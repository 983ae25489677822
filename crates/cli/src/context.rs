//! Per-invocation configuration shared by all commands.

use std::sync::Arc;

use fi::{ClientConfig, FiError, HttpBackend, JsonlHistory, SessionController, SurfaceMode};
use serde::Serialize;
use serde_json::json;
use tracing::debug;

use crate::cli::Cli;
use crate::output::{Diagnostic, EffectiveConfig, ErrorCode, OutputFormat, ResultBuilder, print_result};

/// Resolved settings: config file, then `FI_*` environment, then flags.
#[derive(Debug, Clone)]
pub struct CommandContext {
	pub config: ClientConfig,
	pub format: OutputFormat,
	pub persist: bool,
}

impl CommandContext {
	pub fn from_cli(cli: &Cli) -> fi::Result<Self> {
		let mut config = ClientConfig::load(cli.config.as_deref())?;
		config.apply_env()?;

		if let Some(ref url) = cli.api_url {
			config.api_url = url.clone();
		}
		if let Some(ref path) = cli.session_file {
			config.session_file = Some(path.clone());
		}
		if let Some(surface) = cli.surface {
			config.surface = SurfaceMode::from(surface);
		}
		if let Some(ms) = cli.poll_interval_ms {
			config.poll_interval_ms = ms;
		}
		if let Some(secs) = cli.auth_timeout_secs {
			config.auth_timeout_secs = secs;
		}
		config.api_base()?;

		debug!(target = "fi", api_url = %config.api_url, surface = ?config.surface, "resolved client config");
		Ok(Self {
			config,
			format: cli.format,
			persist: !cli.no_save,
		})
	}

	pub fn backend(&self) -> fi::Result<Arc<HttpBackend>> {
		Ok(Arc::new(HttpBackend::new(&self.config)?))
	}

	pub fn controller(&self) -> fi::Result<SessionController<HttpBackend>> {
		Ok(SessionController::from_config(&self.config, self.backend()?, self.persist))
	}

	pub fn history(&self) -> JsonlHistory {
		JsonlHistory::new(self.config.history_dir_path())
	}

	pub fn effective_config(&self) -> EffectiveConfig {
		EffectiveConfig {
			api_url: self.config.api_url.clone(),
			surface: self.config.surface,
			poll_interval_ms: self.config.poll_interval_ms,
			auth_timeout_secs: self.config.auth_timeout_secs,
			session_file: self.persist.then(|| self.config.session_file_path()),
		}
	}

	/// Prints the envelope for `outcome` and hands the error back so the
	/// process exits non-zero.
	pub fn finish<T: Serialize>(&self, command: &str, outcome: anyhow::Result<T>, diagnostics: Vec<Diagnostic>) -> anyhow::Result<()> {
		let builder = ResultBuilder::new(command).config(self.effective_config()).diagnostics(diagnostics);
		match outcome {
			Ok(data) => {
				print_result(&builder.data(data).build(), self.format);
				Ok(())
			}
			Err(err) => {
				let code = ErrorCode::classify(&err);
				let result = match err.downcast_ref::<FiError>() {
					Some(FiError::Status { status, .. }) => builder.error_with_details(code, format!("{err:#}"), json!({ "status": status })),
					Some(FiError::AuthTimeout { waited_secs }) => builder.error_with_details(code, format!("{err:#}"), json!({ "waitedSecs": waited_secs })),
					_ => builder.error(code, format!("{err:#}")),
				}
				.build();
				print_result::<T>(&result, self.format);
				Err(err)
			}
		}
	}
}

/// Envelope for failures that happen before a context exists, such as an
/// unreadable config file.
pub fn report_early_failure(command: &str, format: OutputFormat, err: anyhow::Error) -> anyhow::Result<()> {
	let result = ResultBuilder::<()>::new(command).error(ErrorCode::classify(&err), format!("{err:#}")).build();
	print_result(&result, format);
	Err(err)
}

####

> [Problem to solve] Exactly as written, reproduce the lines of the data above from the first line through the line where "use crate::cli::Cli;" appears.

> [Answer to this problem]
repository 983ae25489677822
filename crates/cli/src/context.rs
//! Per-invocation configuration shared by all commands.

use std::sync::Arc;

use fi::{ClientConfig, FiError, HttpBackend, JsonlHistory, SessionController, SurfaceMode};
use serde::Serialize;
use serde_json::json;
use tracing::debug;

use crate::cli::Cli;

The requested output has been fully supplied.